-- AIM OF THE TASK --
Across the listing below, count the lines containing "last". Answer with that number only.
============
//! One value cell plus metadata: a stored id marker, an active-reader
//! counter, and storage for the value.
//!
//! `MessageAccess` is a reference-counted access handle: construction
//! increments a shared counter, and destruction destroys the value iff
//! it was the last live access, generalized here to a cross-process
//! atomic counter rather than a single-process one.

use std::cell::UnsafeCell;
use std::mem::MaybeUninit;
use std::ops::Deref;
use std::sync::atomic::Ordering;
use std::sync::Arc;

use crate::region::MappedRegion;
use crate::types::{AtomicUintT, UintT, INVALID};

/// One cell in the slot array. `#[repr(C)]` so its layout is identical
/// in every process mapping the same region.
///
/// `T` must be trivially copyable and identically laid out everywhere
/// this transport runs — enforced here with a `Copy` bound, the weakest
/// bound that rules out types needing custom `Drop`/`Clone` glue a
/// naive `memcpy`-style emplace would skip.
#[repr(C)]
pub struct Slot<T: Copy> {
    /// Written non-atomically by the publisher during `emplace`, reset
    /// to `INVALID` by whichever release drops `active_references` to
    /// zero. Readers use this to detect recycling.
    message_id: UnsafeCell<UintT>,
    /// 0 when free. Acquire-increment, release-decrement.
    active_references: AtomicUintT,
    value: UnsafeCell<MaybeUninit<T>>,
}

// SAFETY: all mutation of `message_id`/`value` is gated by the
// `active_references` protocol documented on each method below; every
// field is `Sync`-safe to share across the processes that map this
// struct over the same shared memory.
unsafe impl<T: Copy> Sync for Slot<T> {}
unsafe impl<T: Copy> Send for Slot<T> {}

impl<T: Copy> Slot<T> {
    /// Construct a free slot in place. Called once per slot during
    /// `BufferHeader` initialization.
    ///
    /// # Safety
    /// `ptr` must point at writable, uninitialized memory at least
    /// `size_of::<Slot<T>>()` bytes long.
    pub unsafe fn init_free(ptr: *mut Slot<T>) {
        std::ptr::write(
            ptr,
            Slot {
                message_id: UnsafeCell::new(INVALID),
                active_references: AtomicUintT::new(0),
                value: UnsafeCell::new(MaybeUninit::uninit()),
            },
        );
    }

    /// Plain, non-atomic read of the stored id. Readers use this after a
    /// successful `acquire()` to detect that the slot was recycled
    /// between their load of `latest_published_idx` and the acquire.
    #[inline]
    pub fn stored_id(&self) -> UintT {
        // SAFETY: a read of a single aligned `UintT` races benignly with
        // the publisher's own write — the worst a reader observes is a
        // stale-but-valid prior id, which `acquire()`'s caller already
        // treats as "try again".
        unsafe { *self.message_id.get() }
    }

    /// **Publisher-only.** Caller must have already observed this slot
    /// free (`stored_id() == INVALID && active_references == 0`).
    /// Writes the value in place, then stores `message_id` last — no
    /// atomic ordering is required between the two writes because the
    /// slot only becomes observable to other processes once the
    /// publisher stores `latest_published_idx` with release ordering.
    ///
    /// # Safety
    /// Caller must hold exclusive (publisher) write access to this slot
    /// and must have verified it is free immediately beforehand.
    pub unsafe fn emplace(&self, message_id: UintT, value: T) {
        std::ptr::write((*self.value.get()).as_mut_ptr(), value);
        *self.message_id.get() = message_id;
    }

    /// Increment `active_references` and return a `MessageAccess` iff
    /// the slot wasn't concurrently recycled. Safe to call from any
    /// subscriber.
    pub fn acquire(self_ptr: *const Slot<T>, region: Arc<MappedRegion>) -> Option<MessageAccess<T>> {
        let this = unsafe { &*self_ptr };
        let prev = this.active_references.fetch_add(1, Ordering::Acquire);
        debug_assert!(prev.wrapping_add(1) >= 1, "active_references overflowed");

        if this.stored_id() == INVALID {
            // Slot was freed between our caller's index lookup and this
            // acquire; undo and report failure.
            this.release_raw();
            return None;
        }

        Some(MessageAccess { slot: self_ptr, _region: region })
    }

    /// **Publisher-only fast path**, called immediately after `emplace`.
    /// No subscriber can race this slot yet (it hasn't been published),
    /// so the increment is unconditional. This is how the publisher
    /// retains the just-published slot across subsequent `publish()`
    /// calls.
    ///
    /// # Safety
    /// Caller must have just emplaced this slot and must not have
    /// published it to other processes yet.
    pub unsafe fn acquire_unsafe(self_ptr: *const Slot<T>, region: Arc<MappedRegion>) -> MessageAccess<T> {
        let this = &*self_ptr;
        this.active_references.fetch_add(1, Ordering::Acquire);
        MessageAccess { slot: self_ptr, _region: region }
    }

    /// Decrement `active_references`. If this was the last reference,
    /// destroys the stored value and resets `message_id` to `INVALID`
    /// with release ordering, so a publisher that later observes
    /// `INVALID` also observes no torn state from the destroyed value.
    fn release_raw(&self) {
        let prev = self.active_references.fetch_sub(1, Ordering::Release);
        debug_assert!(prev >= 1, "active_references underflowed: release without a matching acquire");
        if prev == 1 {
            unsafe {
                std::ptr::drop_in_place((*self.value.get()).as_mut_ptr());
            }
            unsafe {
                *self.message_id.get() = INVALID;
            }
        }
    }

    #[inline]
    pub fn active_references(&self) -> UintT {
        self.active_references.load(Ordering::Acquire)
    }
}

/// A scoped handle pinning a slot's value against reuse (glossary).
/// Dropping it decrements the slot's reference count, destroying the
/// value if this was the last live access.
pub struct MessageAccess<T: Copy> {
    slot: *const Slot<T>,
    // Keeps the mapped region (and therefore `slot`) alive for as long
    // as any access to it is outstanding.
    _region: Arc<MappedRegion>,
}

// SAFETY: `MessageAccess` only ever dereferences `slot` through the
// `Slot<T>` methods, which are themselves `Sync`/`Send`-safe.
unsafe impl<T: Copy> Send for MessageAccess<T> {}
unsafe impl<T: Copy> Sync for MessageAccess<T> {}

impl<T: Copy> Deref for MessageAccess<T> {
    type Target = T;

    fn deref(&self) -> &T {
        let slot = unsafe { &*self.slot };
        // SAFETY: holding a `MessageAccess` means `active_references > 0`,
        // which guarantees the value storage is initialized.
        unsafe { &*(*slot.value.get()).as_ptr() }
    }
}

impl<T: Copy> Drop for MessageAccess<T> {
    fn drop(&mut self) {
        let slot = unsafe { &*self.slot };
        slot.release_raw();
    }
}
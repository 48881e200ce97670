//! Configuration for a transport buffer.

use crate::constants::{DEFAULT_HISTORY_SIZE, DEFAULT_MAX_CONCURRENT_ACQUIRES};
use crate::error::{Error, Result};
use crate::types::UintHalfT;

/// Recognized configuration keys for `Publisher::create` /
/// `MessageBuffer::create_or_open`.
///
/// Invalid combinations are rejected once, at creation time, via
/// [`Options::validate`], rather than checked on every hot-path call.
#[derive(Debug, Clone, Copy, PartialEq, Eq)]
pub struct Options {
    /// Sizes the `PublisherEntry` array and contributes to the width of
    /// each publisher's slot sub-range. Must be > 0.
    pub max_publishers: UintHalfT,
    /// Sizes the `SubscriberEntry` array and contributes to
    /// `slots_per_publisher` via `max_subscribers * max_concurrent_acquires + 2`.
    /// Must be > 0.
    pub max_subscribers: UintHalfT,
    /// Per-subscriber concurrent-acquire cap. Must be > 0.
    pub max_concurrent_acquires: UintHalfT,
    /// Reserved for future history retention. Currently has no consumer
    /// logic and any non-zero value is rejected at construction.
    pub history_size: UintHalfT,
}

impl Default for Options {
    fn default() -> Self {
        Self {
            max_publishers: 1,
            max_subscribers: 1,
            max_concurrent_acquires: DEFAULT_MAX_CONCURRENT_ACQUIRES,
            history_size: DEFAULT_HISTORY_SIZE,
        }
    }
}

impl Options {
    /// Construct options for a single-publisher, single-subscriber
    /// topic, the most common configuration.
    pub fn new(max_publishers: UintHalfT, max_subscribers: UintHalfT) -> Self {
        Self {
            max_publishers,
            max_subscribers,
            ..Default::default()
        }
    }

    /// Override the per-subscriber concurrent-acquire cap.
    pub fn with_max_concurrent_acquires(mut self, max_concurrent_acquires: UintHalfT) -> Self {
        self.max_concurrent_acquires = max_concurrent_acquires;
        self
    }

    pub(crate) fn validate(&self) -> Result<()> {
        if self.max_publishers == 0 {
            return Err(Error::invalid_options("max_publishers must be > 0"));
        }
        if self.max_subscribers == 0 {
            return Err(Error::invalid_options("max_subscribers must be > 0"));
        }
        if self.max_concurrent_acquires == 0 {
            return Err(Error::invalid_options("max_concurrent_acquires must be > 0"));
        }
        if self.history_size != 0 {
            return Err(Error::invalid_options(
                "history_size > 0 is reserved and unimplemented in v1",
            ));
        }
        Ok(())
    }
}

#[cfg(test)]
mod tests {
    use super::*;

    #[test]
    fn test_default_options_are_valid() {
        assert!(Options::default().validate().is_ok());
    }

    #[test]
    fn test_zero_max_publishers_rejected() {
        let opts = Options { max_publishers: 0, ..Default::default() };
        assert!(opts.validate().is_err());
    }

    #[test]
    fn test_history_size_rejected() {
        let opts = Options { history_size: 1, ..Default::default() };
        assert!(matches!(opts.validate(), Err(Error::InvalidOptions { .. })));
    }

    #[test]
    fn test_builder_sets_acquire_cap() {
        let opts = Options::new(2, 3).with_max_concurrent_acquires(4);
        assert_eq!(opts.max_concurrent_acquires, 4);
        assert_eq!(opts.max_publishers, 2);
        assert_eq!(opts.max_subscribers, 3);
    }
}
//! Committee orchestrator - the round state machine
//!
//! Three strictly ordered rounds: a concurrent fan-out over the growth and
//! policy analysts, a sequential value-analyst round built from round-1
//! digests, and a final chair round whose reply is parsed into the
//! normalized verdict. No error from any inner component escapes `run`; every
//! failure mode degrades into synthetic response text or the neutral default
//! verdict.

use crate::assembler::ContextAssembler;
use crate::budget::estimate;
use crate::context::FactualContext;
use crate::report::{AgentResponse, AgentRole, CommitteeReport, Round};
use crate::scores::score_card;
use crate::verdict::{VerdictRecord, parse_chair_verdict};
use chrono::Utc;
use committee_llm::{ChatRequest, FAILURE_SENTINEL, ModelGateway};
use std::time::Duration;
use tracing::{info, instrument, warn};

const DEFAULT_CALL_TIMEOUT: Duration = Duration::from_secs(60);
const DEFAULT_MAX_TOKENS: usize = 1024;
const DEFAULT_TEMPERATURE: f32 = 0.7;

/// Sequences the deliberation rounds and aggregates the final report
pub struct CommitteeOrchestrator {
    gateway: ModelGateway,
    assembler: ContextAssembler,
    call_timeout: Duration,
    max_tokens: usize,
    temperature: f32,
}

impl CommitteeOrchestrator {
    /// Create an orchestrator with default budgets and call parameters
    pub fn new(gateway: ModelGateway) -> Self {
        Self {
            gateway,
            assembler: ContextAssembler::default(),
            call_timeout: DEFAULT_CALL_TIMEOUT,
            max_tokens: DEFAULT_MAX_TOKENS,
            temperature: DEFAULT_TEMPERATURE,
        }
    }

    /// Override the per-call deadline
    pub fn with_call_timeout(mut self, timeout: Duration) -> Self {
        self.call_timeout = timeout;
        self
    }

    /// Override the prompt assembler (custom budgets)
    pub fn with_assembler(mut self, assembler: ContextAssembler) -> Self {
        self.assembler = assembler;
        self
    }

    /// Override the per-call generation ceiling
    pub fn with_max_tokens(mut self, max_tokens: usize) -> Self {
        self.max_tokens = max_tokens;
        self
    }

    /// Override the sampling temperature
    pub fn with_temperature(mut self, temperature: f32) -> Self {
        self.temperature = temperature;
        self
    }

    /// Run the full committee deliberation for one stock
    ///
    /// Always returns a well-formed report; failures surface only inside
    /// response texts and the verdict's raw-output map.
    #[instrument(skip(self, factual), fields(symbol = %factual.symbol))]
    pub async fn run(&self, factual: &FactualContext) -> CommitteeReport {
        info!(providers = ?self.gateway.provider_names(), "starting committee run");

        // Round 1: concurrent fan-out; neither call cancels the other
        let growth_prompt = self
            .assembler
            .round_prompt(AgentRole::GrowthAnalyst, factual, &[]);
        let policy_prompt = self
            .assembler
            .round_prompt(AgentRole::PolicyAnalyst, factual, &[]);
        let round1_units = estimate(&growth_prompt) + estimate(&policy_prompt);

        let (growth, policy) = tokio::join!(
            self.dispatch(AgentRole::GrowthAnalyst, &growth_prompt),
            self.dispatch(AgentRole::PolicyAnalyst, &policy_prompt),
        );
        let round1 = Round {
            number: 1,
            responses: vec![growth, policy],
            prompt_units: round1_units,
        };

        // Round 2: value analyst over round-1 digests
        let value_prompt =
            self.assembler
                .round_prompt(AgentRole::ValueAnalyst, factual, &round1.responses);
        let value = self.dispatch(AgentRole::ValueAnalyst, &value_prompt).await;
        let round2 = Round {
            number: 2,
            responses: vec![value],
            prompt_units: estimate(&value_prompt),
        };

        // Round 3: chair synthesis over all prior views
        let mut prior = round1.responses.clone();
        prior.extend(round2.responses.iter().cloned());
        let chair_prompt = self
            .assembler
            .round_prompt(AgentRole::ChairPerson, factual, &prior);
        let chair = self.dispatch(AgentRole::ChairPerson, &chair_prompt).await;
        let round3 = Round {
            number: 3,
            responses: vec![chair.clone()],
            prompt_units: estimate(&chair_prompt),
        };

        let mut verdict = if chair.failed {
            warn!("chair round failed; substituting the neutral default verdict");
            VerdictRecord::technical_failure()
        } else {
            parse_chair_verdict(&chair.text).unwrap_or_else(|err| {
                warn!(error = %err, "chair output unparseable; substituting the neutral default verdict");
                VerdictRecord::technical_failure()
            })
        };

        for response in prior.iter().chain(std::iter::once(&chair)) {
            verdict
                .raw_agent_outputs
                .insert(response.role, response.text.clone());
        }

        let scores = score_card(factual);
        info!(
            verdict = ?verdict.verdict,
            conviction = verdict.conviction_level,
            "committee run complete"
        );

        CommitteeReport {
            symbol: factual.symbol.clone(),
            verdict,
            scores,
            rounds: vec![round1, round2, round3],
            generated_at: Utc::now(),
        }
    }

    /// Issue one role's gateway call and fold any failure into the response
    async fn dispatch(&self, role: AgentRole, user_prompt: &str) -> AgentResponse {
        let request = ChatRequest::new(role.system_prompt(), user_prompt)
            .max_tokens(self.max_tokens)
            .temperature(self.temperature);

        match self.gateway.try_complete(&request, self.call_timeout).await {
            Ok(text) => AgentResponse::success(role, text),
            Err(err) => {
                warn!(role = role.title(), error = %err, "agent call failed");
                AgentResponse::failure(
                    role,
                    format!("{FAILURE_SENTINEL} {} analysis failed: {err}", role.title()),
                )
            }
        }
    }
}

/// Run a committee deliberation and return only the normalized verdict
///
/// Entry point for callers that do not need the full report. The identifying
/// arguments override whatever the snapshot already carries.
pub async fn run_committee(
    gateway: ModelGateway,
    symbol: &str,
    stock_name: &str,
    current_price: f64,
    mut factual: FactualContext,
) -> VerdictRecord {
    factual.symbol = symbol.to_string();
    factual.name = stock_name.to_string();
    factual.current_price = current_price;

    CommitteeOrchestrator::new(gateway).run(&factual).await.verdict
}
============
-- TASK RESPONSE --
4